As I write this the shares are up 6.5% in the first 45 minutes of trading. Pop the champagne and take me back to 2000, baby. It's feeling mighty bubbly in the Land.

þriðjudagur, september 05, 2006

lög og regla

I've deleted a couple of reader comments recently, something I never feel good about. I deleted them not because they were full of Færoese cuss words, but because they were direct requests/questions to me that were unrelated to the posts they followed. The user profile page helpfully includes an email address for me, right below the töffari beach picture. I feel that email is a better medium for personal questions and requests for employment.

Which brings me to email.
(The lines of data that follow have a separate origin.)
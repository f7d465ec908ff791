use crate::gc::error::{GcError, GcResult};

/// Check window/step parameters against a sequence length
///
/// * `window_size` must be positive and no longer than the sequence.
/// * `step` must be positive and no larger than `window_size`
///   (larger steps would leave unscanned gaps).
pub fn validate_params(seq_len: usize, window_size: usize, step: usize) -> GcResult<()> {
    if window_size == 0 || seq_len < window_size {
        return Err(GcError::WrongWindowSize);
    }
    if step == 0 || step > window_size {
        return Err(GcError::WrongStep);
    }
    Ok(())
}

/// Iterator over window end positions (exclusive), in scan order.
///
/// Starts at `window_size` and advances by `step` while the cursor is
/// strictly below the sequence length. A window ending exactly at the
/// sequence end is therefore never visited.
#[derive(Debug, Clone)]
pub struct WindowEnds {
    cursor: usize,
    step: usize,
    seq_len: usize,
}

impl WindowEnds {
    pub fn new(seq_len: usize, window_size: usize, step: usize) -> GcResult<Self> {
        validate_params(seq_len, window_size, step)?;
        Ok(WindowEnds {
            cursor: window_size,
            step,
            seq_len,
        })
    }
}

impl Iterator for WindowEnds {
    type Item = usize;

    fn next(&mut self) -> Option<usize> {
        if self.cursor >= self.seq_len {
            return None;
        }
        let end = self.cursor;
        self.cursor += self.step;
        Some(end)
    }
}

/// Slide a window over `seq` and apply `ratio_fn` to each window.
///
/// * `seq`         – full symbol sequence.
/// * `window_size` – window length in symbols.
/// * `step`        – distance between successive window ends.
/// * `ratio_fn`    – scalar function of one window.
///
/// Returns one value per visited window, ordered by window end.
pub fn scan<F>(seq: &[u8], window_size: usize, step: usize, ratio_fn: F) -> GcResult<Vec<f64>>
where
    F: Fn(&[u8]) -> f64,
{
    let ends = WindowEnds::new(seq.len(), window_size, step)?;
    let mut ratios = Vec::with_capacity(seq.len().saturating_sub(window_size) / step + 1);
    for end in ends {
        ratios.push(ratio_fn(&seq[end - window_size..end]));
    }
    Ok(ratios)
}
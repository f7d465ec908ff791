use crate::gc::error::{GcError, GcResult};
use std::fs;
use std::path::{Path, PathBuf};
use ureq::Agent;

/// NCBI E-utilities efetch endpoint
pub const EFETCH_URL: &str = "https://eutils.ncbi.nlm.nih.gov/entrez/eutils/efetch.fcgi";

/// Contact address sent with E-utilities requests unless overridden
pub const DEFAULT_EMAIL: &str = "A.N.Other@example.com";

/// Upper bound on a fetched response body (whole chromosomes fit).
const MAX_RESPONSE_BYTES: u64 = 4 * 1024 * 1024 * 1024;

/// Something that can retrieve the FASTA text for an accession id
pub trait SequenceFetcher {
    fn fetch(&self, id: &str) -> GcResult<String>;
}

/// Fetches nucleotide records as plain-text FASTA from NCBI Entrez.
pub struct EntrezFetcher {
    agent: Agent,
    email: String,
}

impl EntrezFetcher {
    pub fn new(email: impl Into<String>) -> Self {
        Self {
            agent: Agent::new_with_defaults(),
            email: email.into(),
        }
    }
}

impl SequenceFetcher for EntrezFetcher {
    fn fetch(&self, id: &str) -> GcResult<String> {
        let fetch_err = |e: ureq::Error| GcError::Fetch {
            id: id.to_string(),
            reason: e.to_string(),
        };
        let mut response = self
            .agent
            .get(EFETCH_URL)
            .query("db", "nucleotide")
            .query("id", id)
            .query("rettype", "fasta")
            .query("retmode", "text")
            .query("tool", env!("CARGO_PKG_NAME"))
            .query("email", &self.email)
            .call()
            .map_err(fetch_err)?;
        let body = response
            .body_mut()
            .with_config()
            .limit(MAX_RESPONSE_BYTES)
            .read_to_string()
            .map_err(fetch_err)?;
        Ok(body)
    }
}

/// Resolves accession ids to local FASTA files, fetching on cache miss.
///
/// The cache is a plain `{id}.fasta` file in `cache_dir`. An existing file
/// is trusted as-is; its contents are never validated.
pub struct SequenceSource<F: SequenceFetcher> {
    cache_dir: PathBuf,
    fetcher: F,
}

impl<F: SequenceFetcher> SequenceSource<F> {
    pub fn new(cache_dir: impl Into<PathBuf>, fetcher: F) -> Self {
        Self {
            cache_dir: cache_dir.into(),
            fetcher,
        }
    }

    /// Path the cache file for `id` lives at (whether or not it exists)
    pub fn cache_path(&self, id: &str) -> PathBuf {
        self.cache_dir.join(format!("{}.fasta", id))
    }

    /// Whether `id` is already cached
    pub fn is_cached(&self, id: &str) -> bool {
        self.cache_path(id).exists()
    }

    /// Return the local FASTA path for `id`.
    ///
    /// On a cache miss the fetched text is written verbatim to the cache
    /// file. Fetch failures propagate; nothing is retried.
    pub fn locate(&self, id: &str) -> GcResult<PathBuf> {
        let path = self.cache_path(id);
        if path.exists() {
            log::debug!("Cache hit for {} at {}", id, path.display());
            return Ok(path);
        }
        log::info!("Fetching {} from nucleotide database", id);
        let record = self.fetcher.fetch(id)?;
        write_cache(&path, &record)?;
        log::debug!("Wrote {} bytes to {}", record.len(), path.display());
        Ok(path)
    }
}

fn write_cache(path: &Path, record: &str) -> GcResult<()> {
    if let Some(parent) = path.parent() {
        if !parent.as_os_str().is_empty() {
            fs::create_dir_all(parent)?;
        }
    }
    fs::write(path, record)?;
    Ok(())
}
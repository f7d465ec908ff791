pub mod counters;
pub mod opts;
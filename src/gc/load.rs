use crate::gc::error::{GcError, GcResult};
use bio::io::fasta;
use std::fmt::Display;
use std::io;
use std::path::Path;

/// The first record of a FASTA file
#[derive(Debug, Clone)]
pub struct LoadedSequence {
    pub id: String,
    pub seq: Vec<u8>,
    /// Records seen in the file (only the first is used)
    pub n_records: usize,
}

impl LoadedSequence {
    /// Whether the file held records beyond the one that was used
    pub fn has_extra_records(&self) -> bool {
        self.n_records > 1
    }
}

/// Load the first record's sequence from a FASTA file.
///
/// Any further records are ignored; a warning is logged when present.
/// A missing file and a file with no records are both errors.
pub fn load_first_record(path: &Path) -> GcResult<LoadedSequence> {
    if !path.exists() {
        return Err(GcError::NoSequenceFile(path.to_path_buf()));
    }
    let reader = fasta::Reader::from_file(path).map_err(|e| parse_error(path, e))?;

    let mut records = reader.records();
    let first = match records.next() {
        Some(rec) => rec.map_err(|e| parse_error(path, e))?,
        None => return Err(GcError::EmptySequenceFile(path.to_path_buf())),
    };

    // Count the rest without keeping them around. Ignored records are not
    // validated: the first unreadable one still counts and ends the count.
    let mut n_records = 1;
    for rec in records {
        n_records += 1;
        if let Err(e) = rec {
            log::debug!("Stopped counting records in {}: {}", path.display(), e);
            break;
        }
    }

    let loaded = LoadedSequence {
        id: first.id().to_string(),
        seq: first.seq().to_vec(),
        n_records,
    };
    if loaded.has_extra_records() {
        log::warn!(
            "{} holds more than one record; using only the first ({})",
            path.display(),
            loaded.id
        );
    }
    Ok(loaded)
}

fn parse_error<E: Display>(path: &Path, e: E) -> GcError {
    GcError::Io(io::Error::new(
        io::ErrorKind::InvalidData,
        format!("parsing {}: {}", path.display(), e),
    ))
}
I love getting your emails and I answer 100% of them. It is reader comments and emails that keep me inspired to write the IR. The best emails come either from long-time readers who have decided at long last to introduce themselves or from new hyper-enthusiastic readers who have sat down one unproductive Friday at work and read the whole blog front-to-back. My heart goes out to you guys. Then lower on the reader-email totem pole comes a variation on the classic:

Hey, found your blog yesterday and skimmed 2-1/2 entries. Good stuff. I'll be in Iceland next week for a 1-day weekend and really want to know what's the best stuff to do on that tiny island! Can you send me a bulleted list of all your secret favorite spots? Or, better yet, book them as meetings in my Outlook Calendar?

Believe it or not, I answer them too. But I never spell the secret-spots beans. And I usually recommend buying a guidebook. Fodor's Uptight Reyjavik in 20 Gore-Texed Hours.